◆ Exercise prompt ◆
Would you output all the entries below without altering a word?

◆ Supplied entries ◆
= Beginning of Section =

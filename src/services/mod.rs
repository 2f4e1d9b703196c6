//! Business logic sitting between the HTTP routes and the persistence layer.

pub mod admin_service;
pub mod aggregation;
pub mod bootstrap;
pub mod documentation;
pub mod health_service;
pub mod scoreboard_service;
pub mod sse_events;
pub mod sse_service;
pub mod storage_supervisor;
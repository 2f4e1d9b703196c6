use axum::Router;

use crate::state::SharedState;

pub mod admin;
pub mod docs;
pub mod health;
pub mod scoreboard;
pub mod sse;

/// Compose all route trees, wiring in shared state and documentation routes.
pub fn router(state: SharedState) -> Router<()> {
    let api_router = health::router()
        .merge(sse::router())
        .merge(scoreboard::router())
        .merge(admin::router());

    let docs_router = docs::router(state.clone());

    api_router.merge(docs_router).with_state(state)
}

= End of Section =

◆ Your solution ◆
filename src/services/mod.rs
repository 2f4e1d9b703196c6
//! Business logic sitting between the HTTP routes and the persistence layer.

pub mod admin_service;
pub mod aggregation;
pub mod bootstrap;
pub mod documentation;
pub mod health_service;
pub mod scoreboard_service;
pub mod sse_events;
pub mod sse_service;
pub mod storage_supervisor;
repository 2f4e1d9b703196c6
use axum::Router;

use crate::state::SharedState;

pub mod admin;
pub mod docs;
pub mod health;
pub mod scoreboard;
pub mod sse;

/// Compose all route trees, wiring in shared state and documentation routes.
pub fn router(state: SharedState) -> Router<()> {
    let api_router = health::router()
        .merge(sse::router())
        .merge(scoreboard::router())
        .merge(admin::router());

    let docs_router = docs::router(state.clone());

    api_router.merge(docs_router).with_state(state)
}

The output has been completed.